While that reduction from 2009 to 2012 didn't reach the 20% target, further declines are expected based on the bigger 25% reduction in 90-day mortality, Vincent Mor, PhD, of Brown University School of Public Health, and colleagues wrote in a report released from the PEAK campaign.

"It did not achieve that bold goal, but it was a fairly ambitious goal to begin with," Mor told MedPage Today. "We actually do anticipate a continued drop in 1-year mortality over the next 5 or 6 months because of the 90-day mortality."

He served as project director for the independent data analysis commissioned by Kidney Care Partners, the amalgam of professional, industry, and advocacy groups that organized the initiative.

Overall end-stage renal disease mortality has been on the decline for a decade, whereas deaths in the first year have remained stubbornly high at an annualized rate of about 30%, the PEAK (Performance Excellence and Accountability in Kidney Care) websiteexplained as the reason for its focus.

The campaign included a number of voluntary "best practices" aimed at reducing catheter use in favor of arteriovenous fistulas, improving cardiovascular outcomes, managing nutrition and inflammation, handling anemia, and optimizing dialysis, along with depression screening, patient education, and social support.

The analysis couldn't pinpoint the reason for the decline seen during the campaign, but did hint at longer dialysis sessions as a contributing factor.

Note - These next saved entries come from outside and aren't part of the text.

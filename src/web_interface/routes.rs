use std::net::SocketAddr;
use std::sync::Arc;

use futures::{future, StreamExt};
use log::warn;
use warp::{reply, Filter, Rejection, Reply};

use crate::network::types::ServerContext;
use crate::session_management::{ActivityLog, Session};

/// Client address recorded when the transport does not expose the peer.
pub const UNKNOWN_PEER: &str = "unknown";

/// GET /ws
///
/// Upgrades to a WebSocket and runs one [`Session`] on it, tracked by the
/// context's session set. `port` is the configured listening port recorded
/// with every request.
pub fn websocket_route(
    ctx: Arc<ServerContext>,
    port: u16,
) -> impl Filter<Extract = impl Reply, Error = Rejection> + Clone {
    warp::path("ws")
        .and(warp::path::end())
        .and(warp::ws())
        .and(warp::addr::remote())
        .map(move |ws: warp::ws::Ws, remote: Option<SocketAddr>| {
            let ctx = ctx.clone();
            let address = match remote {
                Some(addr) => addr.ip().to_string(),
                None => {
                    warn!("peer address unavailable, recording as '{}'", UNKNOWN_PEER);
                    UNKNOWN_PEER.to_string()
                }
            };
            ws.on_upgrade(move |socket| {
                let (outgoing, incoming) = socket.split();
                let session = Session::new(ctx.clone(), address, port);
                ctx.sessions.spawn(session.run(incoming, outgoing));
                future::ready(())
            })
        })
}

/// GET /logs
///
/// Plain-text snapshot of the activity log.
pub fn activity_log_route(
    log: ActivityLog,
) -> impl Filter<Extract = impl Reply, Error = Rejection> + Clone {
    warp::path("logs")
        .and(warp::path::end())
        .and(warp::get())
        .map(move || {
            reply::with_header(log.render(), "Content-Type", "text/plain; charset=utf-8")
        })
}

pub fn routes(
    ctx: Arc<ServerContext>,
    port: u16,
) -> impl Filter<Extract = impl Reply, Error = Rejection> + Clone {
    let log = ctx.activity_log.clone();
    websocket_route(ctx, port).or(activity_log_route(log))
}

#[cfg(test)]
mod tests {
    use super::*;
    use crate::gesture::GestureGenerator;
    use crate::network::protocol::Instruction;
    use crate::storage::Ledger;
    use std::time::Duration;
    use warp::http::StatusCode;

    async fn context() -> Arc<ServerContext> {
        ServerContext::new(
            Ledger::in_memory().await.unwrap(),
            ActivityLog::new(),
            GestureGenerator::default(),
            Duration::ZERO,
        )
    }

    #[tokio::test]
    async fn test_logs_route_renders_placeholder_then_entries() {
        let ctx = context().await;
        let filter = routes(ctx.clone(), 8080);

        let res = warp::test::request().path("/logs").reply(&filter).await;
        assert_eq!(res.status(), StatusCode::OK);
        assert_eq!(res.body(), "No logs");

        ctx.activity_log.append("Request ID: 1:");
        ctx.activity_log.append("Request ID: 2:");
        let res = warp::test::request().path("/logs").reply(&filter).await;
        assert_eq!(res.body(), "Request ID: 1:\n\nRequest ID: 2:");
        assert_eq!(
            res.headers()["content-type"],
            "text/plain; charset=utf-8"
        );
    }

    #[tokio::test]
    async fn test_unknown_path_is_not_found() {
        let ctx = context().await;
        let res = warp::test::request()
            .path("/sessions")
            .reply(&routes(ctx, 8080))
            .await;
        assert_eq!(res.status(), StatusCode::NOT_FOUND);
    }

    #[tokio::test]
    async fn test_websocket_route_sends_first_instruction() {
        let ctx = context().await;
        let mut client = warp::test::ws()
            .path("/ws")
            .handshake(websocket_route(ctx.clone(), 8080))
            .await
            .expect("handshake");

        let message = client.recv().await.unwrap();
        let instruction: Instruction = serde_json::from_str(message.to_str().unwrap()).unwrap();
        assert_eq!(instruction.request_id, 1);
        assert_eq!(ctx.sessions.active(), 1);

        client.send_text(r#"{"requestId":1,"status":1}"#).await;
        let message = client.recv().await.unwrap();
        let instruction: Instruction = serde_json::from_str(message.to_str().unwrap()).unwrap();
        assert_eq!(instruction.request_id, 2);
        assert_eq!(ctx.activity_log.len(), 1);
    }
}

Case mix didn't change over the study period for albumin levels at dialysis initiation or other clinical and demographic characteristics, except for a small but steady decline in baselinehemoglobin levels and a possible increase in baseline creatinine among older age groups, suggesting slightly worse kidney function over time when starting dialysis.

Use of a catheter instead of an arteriovenous fistula when starting dialysis changed little over the study period, though patients may have gone on to get a fistula later in treatment, the researchers pointed out.

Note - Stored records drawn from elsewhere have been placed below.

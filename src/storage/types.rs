use std::fmt;

/// Terminal outcome of a request.
///
/// These are the three rows seeded into the `status` table. A request that
/// has not been finalized yet carries no status at all, see
/// [`RequestRecord::status`].
#[derive(Debug, Clone, Copy, PartialEq, Eq, Hash)]
pub enum RequestStatus {
    Disconnected,
    Ok,
    Error,
}

impl RequestStatus {
    pub const ALL: [RequestStatus; 3] = [
        RequestStatus::Disconnected,
        RequestStatus::Ok,
        RequestStatus::Error,
    ];

    pub fn code(self) -> i64 {
        match self {
            RequestStatus::Disconnected => 0,
            RequestStatus::Ok => 1,
            RequestStatus::Error => 2,
        }
    }

    pub fn from_code(code: i64) -> Option<Self> {
        match code {
            0 => Some(RequestStatus::Disconnected),
            1 => Some(RequestStatus::Ok),
            2 => Some(RequestStatus::Error),
            _ => None,
        }
    }

    /// Description stored alongside the code in the `status` table.
    pub fn description(self) -> &'static str {
        match self {
            RequestStatus::Disconnected => "User disconnect",
            RequestStatus::Ok => "Ok",
            RequestStatus::Error => "Error",
        }
    }
}

impl fmt::Display for RequestStatus {
    fn fmt(&self, f: &mut fmt::Formatter<'_>) -> fmt::Result {
        f.write_str(self.description())
    }
}

/// One issued instruction as persisted in the `requests` table.
#[derive(Debug, Clone, PartialEq, Eq)]
pub struct RequestRecord {
    pub id: i64,
    pub client_address: String,
    pub port: u16,
    pub direction: u8,
    pub magnitude: i64,
    /// `None` while the request is pending.
    pub status: Option<RequestStatus>,
}

impl RequestRecord {
    pub const PENDING_LABEL: &'static str = "Pending";

    pub fn is_pending(&self) -> bool {
        self.status.is_none()
    }

    /// Renders the human readable summary used by the activity log.
    ///
    /// `status_label` is the description resolved from the `status` table,
    /// so the text always reflects the stored reference data.
    pub fn summary(&self, status_label: &str) -> String {
        format!(
            "Request ID: {}:\nUser IP: {}, Port: {},\nSwipe Direction: {}, Swipe Distance: {},\nRequest Status: {}",
            self.id, self.client_address, self.port, self.direction, self.magnitude, status_label
        )
    }
}

#[cfg(test)]
mod tests {
    use super::*;

    #[test]
    fn test_status_codes_are_stable() {
        for status in RequestStatus::ALL {
            assert_eq!(RequestStatus::from_code(status.code()), Some(status));
        }
        assert_eq!(RequestStatus::from_code(3), None);
        assert_eq!(RequestStatus::from_code(-1), None);
    }

    #[test]
    fn test_summary_format() {
        let record = RequestRecord {
            id: 7,
            client_address: "10.0.0.4".into(),
            port: 8080,
            direction: 1,
            magnitude: 321,
            status: Some(RequestStatus::Ok),
        };
        assert_eq!(
            record.summary("Ok"),
            "Request ID: 7:\nUser IP: 10.0.0.4, Port: 8080,\nSwipe Direction: 1, Swipe Distance: 321,\nRequest Status: Ok"
        );
        assert!(!record.is_pending());
    }
}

The one striking trend was more patients initially prescribed dialysis for at least 4 hours' duration.

That proportion rose 10 percentage points from before the initiative in 2008 through 2011, from just under 65% to nearly 75%, and then spiked up to almost 80% by the end of 2012.

While that shift was associated with a drop in mortality, Mor cautioned that the association could not be determined as causal based on the available data and that there was no data on what happened to prescribed dialysis duration later in the course of treatment.

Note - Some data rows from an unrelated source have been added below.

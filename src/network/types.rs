use std::future::Future;
use std::sync::{Arc, Mutex, MutexGuard};
use std::time::Duration;

use log::{error, warn};
use tokio::sync::watch;
use tokio::task::JoinSet;

use crate::gesture::GestureGenerator;
use crate::session_management::{ActivityLog, SessionOutcome};
use crate::storage::Ledger;

/// Everything a session needs that outlives it.
///
/// Built once per process and shared behind an `Arc` by the supervisor and
/// every session it spawns.
#[derive(Debug)]
pub struct ServerContext {
    pub ledger: Ledger,
    pub activity_log: ActivityLog,
    pub generator: GestureGenerator,
    /// Pause between processing an acknowledgment and sending the next
    /// instruction.
    pub ack_delay: Duration,
    pub sessions: SessionSet,
}

impl ServerContext {
    pub fn new(
        ledger: Ledger,
        activity_log: ActivityLog,
        generator: GestureGenerator,
        ack_delay: Duration,
    ) -> Arc<Self> {
        Arc::new(Self {
            ledger,
            activity_log,
            generator,
            ack_delay,
            sessions: SessionSet::new(),
        })
    }
}

/// Session tasks spawned for accepted connections.
///
/// Sessions subscribe to a closing signal; once it is raised, a session
/// waiting for its next acknowledgment moves to `Closing` and runs its sweep.
/// The signal is never lowered again.
#[derive(Debug)]
pub struct SessionSet {
    tasks: Mutex<JoinSet<SessionOutcome>>,
    closing: watch::Sender<bool>,
}

impl SessionSet {
    fn new() -> Self {
        Self {
            tasks: Mutex::new(JoinSet::new()),
            closing: watch::Sender::new(false),
        }
    }

    fn lock(&self) -> MutexGuard<'_, JoinSet<SessionOutcome>> {
        self.tasks.lock().unwrap_or_else(|poisoned| poisoned.into_inner())
    }

    pub fn subscribe(&self) -> watch::Receiver<bool> {
        self.closing.subscribe()
    }

    pub fn is_closing(&self) -> bool {
        *self.closing.borrow()
    }

    /// Runs `session` on its own task. Finished tasks are reaped on the way.
    pub fn spawn<F>(&self, session: F)
    where
        F: Future<Output = SessionOutcome> + Send + 'static,
    {
        let mut tasks = self.lock();
        while tasks.try_join_next().is_some() {}
        tasks.spawn(session);
    }

    /// Sessions spawned and not yet reaped.
    pub fn active(&self) -> usize {
        let mut tasks = self.lock();
        while tasks.try_join_next().is_some() {}
        tasks.len()
    }

    /// Asks every session to close and waits up to `grace` for their sweeps.
    /// Sessions still running after that are aborted. Returns how many
    /// sessions finished.
    pub async fn close_all(&self, grace: Duration) -> usize {
        self.closing.send_replace(true);
        let mut tasks = std::mem::take(&mut *self.lock());

        let mut closed = 0;
        let drained = tokio::time::timeout(grace, async {
            while let Some(joined) = tasks.join_next().await {
                match joined {
                    Ok(_) => closed += 1,
                    Err(e) => error!("[!] Session task failed: {}", e),
                }
            }
        })
        .await;

        if drained.is_err() {
            warn!(
                "[!] {} session(s) still running after {:?}, aborting",
                tasks.len(),
                grace
            );
            tasks.abort_all();
        }
        closed
    }
}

His group pulled national data from the same Centers for Medicare and Medicaid Services (CMS)'s Renal Management Information System used by the United States Renal Data System (USRDS).

The decline in first-year mortality from 0.25 deaths per person-year when the campaign launched in June 2009 to less than 0.22 per person-year by the end of 2012 came out almost identical whether calculated by USRDS methods or by the PEAK method.

The proportion of patients dying within 1 year of starting dialysis fell by 13.7%, from about 21% to less than 19% over the same period.

Early deaths in the first 90 days declined from around 8% to about 6% by the end of 2012. That was a 22.5% improvement since the beginning of the program after adjustment for demographic, clinical, and treatment characteristics at baseline.

Notably, more than 60% of that decline occurred in those starting dialysis in 2012, "suggesting that the impact of PEAK may not have completed its impact on reductions in 1-year mortality," as early survival typically predicts 1-year survival, the report pointed out.

While the report was considered final, there are plans to follow mortality rates for another 6 months to see if that is the case, Mor said.

"Given the findings, now the important thing is to try to find out why," he suggested.

The USRDS has additional, more detailed data available, which should clarify the factors most closely related to the declining mortality so that those components can be applied more uniformly across practices, Mor noted.

Also, there were variations within regions that could be informative, he pointed out.